### What is being asked
Determine the number of lines below that contain "loop". Write nothing but that number.
---------- Material shown ----------
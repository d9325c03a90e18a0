//! # Feed Client
//!
//! The async driver that keeps exactly one live WebSocket connection to the
//! analysis server, transparently recovering from drops.
//!
//! The driver owns no policy: every decision (retry or give up, notify which
//! store flag, dial again or stop) is made by the [`Connection`] state
//! machine. This loop only translates transport reality into machine events
//! and machine actions back into tokio/tungstenite calls.
//!
//! Resilience model: transient drops feed the bounded fixed-delay retry
//! path; exhausted retries surface one terminal error through the store;
//! malformed inbound frames are the dispatcher's
//! problem and never abort the read loop; `send` while not open is a logged
//! drop, not an error. A watchdog treats prolonged silence (no frames, no
//! pings) as a dead connection, which is what heartbeat frames exist to
//! prevent.

#![forbid(unsafe_code)]
#![warn(missing_docs, rust_2018_idioms, unused_qualifications)]

use std::sync::{Arc, Mutex};
use std::time::{Duration, Instant};

use futures_util::{SinkExt, StreamExt};
use serde::Serialize;
use tokio::sync::mpsc;
use tokio_tungstenite::{connect_async, tungstenite::protocol::Message};
use tokio_util::sync::CancellationToken;
use url::Url;

use crate::connection::state::{Connection, ConnectionAction, ConnectionEvent, ConnectionState};
use crate::core::metrics::PerfMonitor;
use crate::error::IngestError;
use crate::protocol::dispatcher::{DashboardStore, Dispatcher};

/// Name of the rolling metric recording per-frame dispatch latency (ms).
pub const DISPATCH_METRIC: &str = "dispatch";

/// Configuration for one feed client.
#[derive(Debug, Clone)]
pub struct ClientConfig {
    /// Base WebSocket endpoint, e.g. `ws://127.0.0.1:8765/ws`.
    pub base_url: String,
    /// Optional session identifier, appended as a path segment to scope the
    /// channel to one pipeline run.
    pub session_id: Option<String>,
    /// Fixed delay between reconnect attempts. Evenly spaced by design; no
    /// exponential backoff.
    pub retry_delay: Duration,
    /// Reconnect attempts before the connection is declared permanently lost.
    pub max_reconnect_attempts: u32,
    /// Silence threshold after which the connection is presumed dead and the
    /// retry path is entered. `None` disables the watchdog.
    pub heartbeat_timeout: Option<Duration>,
}

impl Default for ClientConfig {
    fn default() -> Self {
        Self {
            base_url: "ws://127.0.0.1:8765/ws".to_string(),
            session_id: None,
            retry_delay: Duration::from_millis(3000),
            max_reconnect_attempts: 10,
            heartbeat_timeout: Some(Duration::from_secs(45)),
        }
    }
}

impl ClientConfig {
    /// Resolves the full endpoint: `base_url[/session_id]`.
    pub fn endpoint(&self) -> Result<String, IngestError> {
        let mut url = Url::parse(&self.base_url).map_err(|e| IngestError::InvalidEndpoint {
            url: self.base_url.clone(),
            reason: e.to_string(),
        })?;

        if let Some(session_id) = &self.session_id {
            url.path_segments_mut()
                .map_err(|_| IngestError::InvalidEndpoint {
                    url: self.base_url.clone(),
                    reason: "endpoint cannot carry a session path segment".to_string(),
                })?
                .pop_if_empty()
                .push(session_id);
        }

        Ok(url.to_string())
    }
}

/// Owns the lifecycle of one logical connection: dials, dispatches, detects
/// closure, and drives bounded reconnection.
pub struct ConnectionManager {
    endpoint: String,
    machine: Mutex<Connection>,
    dispatcher: Dispatcher,
    store: Arc<dyn DashboardStore>,
    monitor: Arc<PerfMonitor>,
    heartbeat_timeout: Option<Duration>,
    outbound_tx: mpsc::UnboundedSender<String>,
    outbound_rx: Mutex<Option<mpsc::UnboundedReceiver<String>>>,
    cancel: CancellationToken,
}

impl ConnectionManager {
    /// Creates a manager for `config`, routing inbound frames into `store`
    /// and recording dispatch latency into `monitor`.
    pub fn new(
        config: ClientConfig,
        store: Arc<dyn DashboardStore>,
        monitor: Arc<PerfMonitor>,
    ) -> Result<Self, IngestError> {
        let endpoint = config.endpoint()?;
        let (outbound_tx, outbound_rx) = mpsc::unbounded_channel();

        Ok(Self {
            endpoint,
            machine: Mutex::new(Connection::new(
                config.max_reconnect_attempts,
                config.retry_delay,
            )),
            dispatcher: Dispatcher::new(Arc::clone(&store)),
            store,
            monitor,
            heartbeat_timeout: config.heartbeat_timeout,
            outbound_tx,
            outbound_rx: Mutex::new(Some(outbound_rx)),
            cancel: CancellationToken::new(),
        })
    }

    /// Current lifecycle state.
    pub fn state(&self) -> ConnectionState {
        self.machine.lock().expect("connection lock poisoned").state()
    }

    /// Serializes and transmits `payload` if the connection is open.
    ///
    /// While not open this is a no-op observable only in the debug log: a
    /// dropped send during a disconnect window is expected, recoverable
    /// behavior, not an error.
    pub fn send<T: Serialize>(&self, payload: &T) -> Result<(), IngestError> {
        let text = serde_json::to_string(payload)?;

        if self.state() != ConnectionState::Open {
            log::debug!("Dropping outbound payload while not connected");
            return Ok(());
        }

        if self.outbound_tx.send(text).is_err() {
            log::debug!("Dropping outbound payload; connection task has exited");
        }
        Ok(())
    }

    /// Permanently closes the connection.
    ///
    /// Idempotent. Cancels any pending retry timer, closes the transport, and
    /// guarantees no further reconnection attempts even if a transport close
    /// notification arrives afterwards.
    pub fn disconnect(&self) {
        let actions = self.apply_event(ConnectionEvent::Disconnect);
        if !actions.is_empty() {
            log::info!("Disconnecting from feed");
        }
        self.cancel.cancel();
    }

    /// Runs the connection until it is permanently closed.
    ///
    /// Call once; the manager is typically run on its own task while callers
    /// interact through [`ConnectionManager::send`] and
    /// [`ConnectionManager::disconnect`].
    pub async fn run(&self) {
        let mut outbound = match self.outbound_rx.lock().expect("connection lock poisoned").take() {
            Some(rx) => rx,
            None => {
                log::error!("ConnectionManager::run called more than once; ignoring");
                return;
            }
        };

        let mut actions = self.apply_event(ConnectionEvent::Connect);

        loop {
            if self.cancel.is_cancelled() || !has_dial(&actions) {
                break;
            }

            log::info!("Connecting to feed: {}", self.endpoint);
            match connect_async(self.endpoint.as_str()).await {
                Ok((ws_stream, _)) => {
                    log::info!("Connected to feed");
                    self.apply_event(ConnectionEvent::Opened);

                    let (mut write, mut read) = ws_stream.split();
                    let mut last_activity = Instant::now();

                    let reason: Option<String> = loop {
                        tokio::select! {
                            _ = self.cancel.cancelled() => {
                                let _ = write.close().await;
                                return;
                            }
                            msg = read.next() => {
                                match msg {
                                    Some(Ok(Message::Text(text))) => {
                                        last_activity = Instant::now();
                                        let timer = self.monitor.timed(DISPATCH_METRIC);
                                        self.dispatcher.dispatch(text.as_str());
                                        timer.stop();
                                    }
                                    Some(Ok(Message::Ping(_))) | Some(Ok(Message::Pong(_))) => {
                                        // Transport-level liveness counts as activity.
                                        last_activity = Instant::now();
                                    }
                                    Some(Ok(Message::Close(_))) => {
                                        log::warn!("Feed closed by server");
                                        break Some("closed by server".to_string());
                                    }
                                    Some(Ok(_)) => {
                                        // Binary frames are not part of the protocol.
                                    }
                                    Some(Err(e)) => {
                                        log::error!("Feed read error: {}", e);
                                        break Some(e.to_string());
                                    }
                                    None => {
                                        log::warn!("Feed stream ended");
                                        break Some("stream ended".to_string());
                                    }
                                }
                            }
                            outgoing = outbound.recv() => {
                                if let Some(payload) = outgoing {
                                    if let Err(e) = write.send(Message::Text(payload.into())).await {
                                        log::error!("Failed to send payload: {}", e);
                                        break Some(e.to_string());
                                    }
                                }
                            }
                            // Watchdog: a connection that stopped producing
                            // frames (heartbeats included) is dead even if the
                            // TCP session lingers.
                            _ = tokio::time::sleep(Duration::from_secs(1)) => {
                                if let Some(timeout) = self.heartbeat_timeout {
                                    if last_activity.elapsed() > timeout {
                                        log::warn!(
                                            "No frames for {}s; treating connection as dead",
                                            timeout.as_secs()
                                        );
                                        let _ = write.close().await;
                                        break Some("inactivity timeout".to_string());
                                    }
                                }
                            }
                        }
                    };

                    actions = self.apply_event(ConnectionEvent::Closed { reason });
                }
                Err(e) => {
                    log::error!("Failed to connect to feed: {}", e);
                    actions = self.apply_event(ConnectionEvent::Closed {
                        reason: Some(e.to_string()),
                    });
                }
            }

            if !self.wait_for_retry(&mut actions).await {
                break;
            }
        }
    }

    /// Waits out a scheduled retry delay, if the machine asked for one.
    /// Returns false when the loop should stop (terminal state or cancelled).
    async fn wait_for_retry(&self, actions: &mut Vec<ConnectionAction>) -> bool {
        let delay = match actions.iter().find_map(|a| match a {
            ConnectionAction::ScheduleRetry(d) => Some(*d),
            _ => None,
        }) {
            Some(delay) => delay,
            None => return false,
        };

        tokio::select! {
            _ = self.cancel.cancelled() => return false,
            _ = tokio::time::sleep(delay) => {}
        }

        *actions = self.apply_event(ConnectionEvent::RetryElapsed);
        has_dial(actions)
    }

    /// Feeds one event through the machine and performs its store-facing
    /// actions. Transport-facing actions are returned to the run loop.
    fn apply_event(&self, event: ConnectionEvent) -> Vec<ConnectionAction> {
        let actions = self
            .machine
            .lock()
            .expect("connection lock poisoned")
            .on_event(event);

        for action in &actions {
            match action {
                ConnectionAction::NotifyConnected(connected) => {
                    self.store.set_connected(*connected);
                }
                ConnectionAction::NotifyReconnecting(reconnecting) => {
                    self.store.set_reconnecting(*reconnecting);
                }
                ConnectionAction::ClearError => self.store.set_error(None),
                ConnectionAction::Fatal(message) => {
                    log::error!("Giving up on feed: {}", message);
                    self.store.set_error(Some(message.clone()));
                }
                ConnectionAction::Dial
                | ConnectionAction::ScheduleRetry(_)
                | ConnectionAction::CloseTransport => {}
            }
        }

        actions
    }
}

fn has_dial(actions: &[ConnectionAction]) -> bool {
    actions.iter().any(|a| matches!(a, ConnectionAction::Dial))
}
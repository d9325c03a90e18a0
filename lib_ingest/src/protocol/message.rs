//! # Wire Message Model
//!
//! The envelope and payload types for every frame the analysis server can
//! push. Frames are parsed in two phases, the way the upstream handlers in
//! this codebase have always done it: the envelope first (cheap, shape-only),
//! then the tag-specific payload once the discriminant is known. That split is
//! what lets the dispatcher tell "malformed frame" apart from "unknown tag"
//! apart from "malformed payload".

#![forbid(unsafe_code)]
#![warn(missing_docs, rust_2018_idioms, unused_qualifications)]

use serde::{Deserialize, Serialize};
use serde_json::Value;

/// The closed set of frame discriminants.
#[derive(Debug, Clone, Copy, PartialEq, Eq, Hash)]
pub enum MessageTag {
    /// Progress/state change for one pipeline agent.
    AgentStatus,
    /// A log line emitted by an agent.
    Message,
    /// A record of one tool invocation by an agent.
    ToolCall,
    /// A completed report section.
    Report,
    /// A server-reported error condition.
    Error,
    /// Liveness signal; carries no state.
    Heartbeat,
}

impl MessageTag {
    /// Maps a wire discriminant to its tag, or `None` for an unknown one.
    pub fn parse(raw: &str) -> Option<Self> {
        match raw {
            "agent_status" => Some(Self::AgentStatus),
            "message" => Some(Self::Message),
            "tool_call" => Some(Self::ToolCall),
            "report" => Some(Self::Report),
            "error" => Some(Self::Error),
            "heartbeat" => Some(Self::Heartbeat),
            _ => None,
        }
    }

    /// The wire spelling of this tag.
    pub fn as_str(&self) -> &'static str {
        match self {
            Self::AgentStatus => "agent_status",
            Self::Message => "message",
            Self::ToolCall => "tool_call",
            Self::Report => "report",
            Self::Error => "error",
            Self::Heartbeat => "heartbeat",
        }
    }
}

/// The frame envelope, common to every tag.
#[derive(Debug, Clone, Deserialize, Serialize)]
pub struct RawFrame {
    /// Wire discriminant; resolved to a [`MessageTag`] by the dispatcher.
    #[serde(rename = "type")]
    pub kind: String,
    /// The logical session this frame belongs to.
    pub session_id: String,
    /// ISO-8601 timestamp assigned by the server.
    pub timestamp: String,
    /// Tag-specific payload, decoded once the tag is known.
    #[serde(default)]
    pub data: Value,
}

/// Lifecycle state of one pipeline agent.
#[derive(Debug, Clone, Copy, PartialEq, Eq, Deserialize, Serialize)]
#[serde(rename_all = "lowercase")]
pub enum AgentState {
    /// Queued, not yet started.
    Pending,
    /// Actively working.
    Running,
    /// Finished successfully.
    Completed,
    /// Finished with an error.
    Failed,
}

/// Payload of an `agent_status` frame.
#[derive(Debug, Clone, PartialEq, Deserialize, Serialize)]
pub struct AgentStatusData {
    /// Display name of the agent, e.g. "Market Analyst".
    pub agent_name: String,
    /// Current lifecycle state.
    pub status: AgentState,
    /// Completion percentage, 0-100, when the agent reports one.
    #[serde(default, skip_serializing_if = "Option::is_none")]
    pub progress: Option<u8>,
    /// Human-readable description of what the agent is doing right now.
    #[serde(default, skip_serializing_if = "Option::is_none")]
    pub current_task: Option<String>,
}

/// Severity of a `message` frame.
#[derive(Debug, Clone, Copy, PartialEq, Eq, Deserialize, Serialize)]
#[serde(rename_all = "lowercase")]
pub enum MessageKind {
    /// Routine progress output.
    Info,
    /// Something worth attention, not fatal.
    Warning,
    /// A failure inside the pipeline.
    Error,
    /// A milestone reached.
    Success,
}

/// Payload of a `message` frame.
#[derive(Debug, Clone, PartialEq, Deserialize, Serialize)]
pub struct ChatMessageData {
    /// When the agent emitted the line.
    pub timestamp: String,
    /// Emitting agent.
    pub agent: String,
    /// Severity classification.
    pub message_type: MessageKind,
    /// The message text.
    pub content: String,
}

/// Payload of a `tool_call` frame.
#[derive(Debug, Clone, PartialEq, Deserialize, Serialize)]
pub struct ToolCallData {
    /// When the tool was invoked.
    pub timestamp: String,
    /// Invoking agent.
    pub agent: String,
    /// Name of the invoked tool.
    pub tool_name: String,
    /// Tool arguments as sent by the agent.
    #[serde(default)]
    pub parameters: Value,
    /// Tool result, once available.
    #[serde(default, skip_serializing_if = "Option::is_none")]
    pub result: Option<Value>,
}

/// Payload of a `report` frame.
#[derive(Debug, Clone, PartialEq, Deserialize, Serialize)]
pub struct ReportData {
    /// Section identifier within the final report.
    pub section_name: String,
    /// Markdown body of the section.
    pub content: String,
    /// Authoring agent.
    pub agent: String,
    /// When the section was produced.
    pub timestamp: String,
}

/// Payload of an `error` frame.
#[derive(Debug, Clone, PartialEq, Deserialize, Serialize)]
pub struct ErrorData {
    /// The error string to surface to the user.
    pub error: String,
    /// Optional supporting detail, kept in the logs only.
    #[serde(default, skip_serializing_if = "Option::is_none")]
    pub details: Option<String>,
}

/// Payload of a `heartbeat` frame.
#[derive(Debug, Clone, PartialEq, Deserialize, Serialize)]
pub struct HeartbeatData {
    /// Server-side send time.
    pub timestamp: String,
}

#[cfg(test)]
mod tests {
    use super::*;

    #[test]
    fn test_tag_round_trip() {
        for raw in [
            "agent_status",
            "message",
            "tool_call",
            "report",
            "error",
            "heartbeat",
        ] {
            let tag = MessageTag::parse(raw).expect("known tag");
            assert_eq!(tag.as_str(), raw);
        }
        assert!(MessageTag::parse("quote").is_none());
        assert!(MessageTag::parse("").is_none());
    }

    #[test]
    fn test_envelope_parses_with_payload_left_raw() {
        let raw = r#"{
            "type": "agent_status",
            "session_id": "sess-1",
            "timestamp": "2026-08-27T10:15:00Z",
            "data": {"agent_name": "Market Analyst", "status": "running", "progress": 50}
        }"#;

        let frame: RawFrame = serde_json::from_str(raw).unwrap();
        assert_eq!(frame.kind, "agent_status");
        assert_eq!(frame.session_id, "sess-1");

        let status: AgentStatusData = serde_json::from_value(frame.data).unwrap();
        assert_eq!(status.agent_name, "Market Analyst");
        assert_eq!(status.status, AgentState::Running);
        assert_eq!(status.progress, Some(50));
        assert_eq!(status.current_task, None);
    }

    #[test]
    fn test_message_kinds_use_wire_spelling() {
        let data: ChatMessageData = serde_json::from_value(serde_json::json!({
            "timestamp": "2026-08-27T10:15:01Z",
            "agent": "Risk Analyst",
            "message_type": "warning",
            "content": "volatility above threshold"
        }))
        .unwrap();
        assert_eq!(data.message_type, MessageKind::Warning);
    }

    #[test]
    fn test_envelope_without_required_fields_is_rejected() {
        let missing_session = r#"{"type": "heartbeat", "timestamp": "t", "data": {}}"#;
        assert!(serde_json::from_str::<RawFrame>(missing_session).is_err());
    }
}
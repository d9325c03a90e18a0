//! # Core Building Blocks
//!
//! This module aggregates the resource-bounding primitives of the agentdash
//! ingestion engine. Everything here exists to keep a long-lived dashboard
//! process well-behaved under sustained high message rates: nothing in this
//! module may grow without bound, and nothing may hold a timer that outlives
//! its owner.
//!
//! ## Components:
//!
//! - **`bounded_cache`**: A fixed-capacity key/value store with
//!   insertion-order eviction. The general-purpose answer to "this map must
//!   not grow forever".
//!
//! - **`metrics`**: Rolling-window performance recording. Each named metric
//!   keeps only the most recent N samples and can answer avg/min/max/count
//!   over that window.
//!
//! - **`batcher`**: A size-or-interval message batcher that decouples the
//!   arrival rate of items from the delivery rate to a consumer, bounding
//!   both latency and per-delivery overhead.
//!
//! These structures hold no global state. They are constructed explicitly and
//! passed where needed, so tests can instantiate isolated copies.

#![forbid(unsafe_code)]
#![warn(missing_docs, rust_2018_idioms, unused_qualifications)]

/// Size-or-interval message batching for downstream consumers.
pub mod batcher;
/// A fixed-capacity map with insertion-order eviction.
pub mod bounded_cache;
/// Rolling-window performance metrics.
pub mod metrics;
----------
### Output below
6